------ DATA FOR ANALYSIS ------
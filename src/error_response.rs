use super::*;

#[derive(Debug, Deserialize)]
pub(crate) struct ErrorBody {
  #[serde(default)]
  pub(crate) message: String,
  #[serde(default)]
  pub(crate) title: String,
}

#[derive(Debug, Deserialize)]
pub(crate) struct ErrorResponse {
  pub(crate) error: ErrorBody,
}
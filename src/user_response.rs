use super::*;

#[derive(Debug, Deserialize)]
pub(crate) struct UserResponse {
  pub(crate) user: UserRecord,
}
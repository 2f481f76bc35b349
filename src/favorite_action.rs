use super::*;

#[derive(Clone, Copy, Debug, PartialEq, Eq)]
pub(crate) enum FavoriteAction {
  Add,
  Remove,
}

impl FavoriteAction {
  pub(crate) fn method(self) -> Method {
    match self {
      Self::Add => Method::POST,
      Self::Remove => Method::DELETE,
    }
  }
}
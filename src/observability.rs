use {
  super::*,
  std::{fs::OpenOptions, sync::Mutex},
  tracing_subscriber::EnvFilter,
};

const DEFAULT_LOG_FILTER: &str = "hos=info";

/// Sends `tracing` output to `path`. The terminal belongs to the UI, so
/// nothing is ever written to stdout or stderr.
pub(crate) fn init_logging(path: &Path) -> Result {
  if let Some(parent) = path.parent() {
    fs::create_dir_all(parent)?;
  }

  let file = OpenOptions::new()
    .create(true)
    .append(true)
    .open(path)
    .with_context(|| format!("could not open log file {}", path.display()))?;

  let filter = EnvFilter::try_from_default_env()
    .unwrap_or_else(|_| EnvFilter::new(DEFAULT_LOG_FILTER));

  tracing_subscriber::fmt()
    .with_env_filter(filter)
    .with_writer(Mutex::new(file))
    .with_ansi(false)
    .try_init()
    .map_err(|error| anyhow!("could not install log subscriber: {error}"))
}
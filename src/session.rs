use super::*;

const NOT_LOGGED_IN: &str = "log in or create an account first";

/// Everything the client knows about the current run: who is signed in and
/// which stories are on screen. All mutations go through here.
#[derive(Clone)]
pub(crate) struct Session {
  client: Client,
  credentials: CredentialStore,
  story_list: StoryList,
  user: Option<User>,
}

impl Session {
  /// Best effort: a session file that cannot be removed is left for the
  /// next run to reject again.
  fn forget_credentials(credentials: &CredentialStore) {
    if let Err(error) = credentials.clear() {
      warn!("could not clear stale session: {error:#}");
    }
  }

  pub(crate) async fn login(
    &mut self,
    username: &str,
    password: &str,
  ) -> Result<&User> {
    let user = User::login(&self.client, username, password).await?;

    self.sign_in(user)
  }

  pub(crate) fn logout(&mut self) -> Result {
    self.credentials.clear()?;

    if let Some(user) = self.user.take() {
      info!(username = %user.username, "logged out");
    }

    Ok(())
  }

  pub(crate) fn new(
    client: Client,
    credentials: CredentialStore,
    story_list: StoryList,
    user: Option<User>,
  ) -> Self {
    Self {
      client,
      credentials,
      story_list,
      user,
    }
  }

  pub(crate) async fn refresh_stories(&mut self) -> Result {
    self.story_list = StoryList::fetch(&self.client)
      .await
      .context("could not load stories")?;

    Ok(())
  }

  pub(crate) async fn remove_story(&mut self, story_id: &str) -> Result {
    let Some(user) = self.user.as_mut() else {
      bail!(NOT_LOGGED_IN);
    };

    self
      .story_list
      .remove_story(&self.client, user, story_id)
      .await?;

    info!(%story_id, "removed story");

    Ok(())
  }

  /// Picks up where the last run left off. The stored profile and the story
  /// feed are fetched together; a profile that can no longer be loaded just
  /// means nobody is signed in.
  pub(crate) async fn restore(
    client: Client,
    credentials: CredentialStore,
  ) -> Result<Self> {
    let stored = credentials.load().unwrap_or_else(|error| {
      warn!(%error, "ignoring unreadable session file");
      StoredCredentials::default()
    });

    let (user, story_list) = futures::join!(
      User::get_logged_in_user(
        &client,
        stored.token.as_deref(),
        stored.username.as_deref(),
      ),
      StoryList::fetch(&client),
    );

    let story_list = story_list.context("could not load stories")?;

    let user = match user {
      Ok(user) => user,
      Err(error) => {
        warn!(%error, "discarding stored session");

        if error.is_unauthorized() {
          Self::forget_credentials(&credentials);
        }

        None
      }
    };

    if let Some(user) = &user {
      info!(username = %user.username, "restored session");
    }

    Ok(Self::new(client, credentials, story_list, user))
  }

  fn sign_in(&mut self, user: User) -> Result<&User> {
    self.credentials.save(&user.login_token, &user.username)?;

    info!(username = %user.username, "signed in");

    Ok(&*self.user.insert(user))
  }

  pub(crate) async fn signup(
    &mut self,
    username: &str,
    password: &str,
    name: &str,
  ) -> Result<&User> {
    let user = User::create(&self.client, username, password, name).await?;

    self.sign_in(user)
  }

  pub(crate) fn story_list(&self) -> &StoryList {
    &self.story_list
  }

  pub(crate) async fn submit_story(
    &mut self,
    new_story: &NewStory,
  ) -> Result<Story> {
    let Some(user) = self.user.as_mut() else {
      bail!(NOT_LOGGED_IN);
    };

    let story = self
      .story_list
      .add_story(&self.client, user, new_story)
      .await?;

    info!(story_id = %story.story_id, "submitted story");

    Ok(story)
  }

  /// Flips the favorite flag of `story_id` and returns the new state as the
  /// server reports it after the resync.
  pub(crate) async fn toggle_favorite(&mut self, story_id: &str) -> Result<bool> {
    let Some(user) = self.user.as_mut() else {
      bail!(NOT_LOGGED_IN);
    };

    if user.is_favorite(story_id) {
      user.remove_favorite(&self.client, story_id).await?;
    } else {
      user.add_favorite(&self.client, story_id).await?;
    }

    Ok(user.is_favorite(story_id))
  }

  pub(crate) fn user(&self) -> Option<&User> {
    self.user.as_ref()
  }
}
------
TASK REQUIREMENTS: Line tally for "left": say how many lines of the records above contain it, and give nothing but the number.

ANSWER TO THIS TASK: 2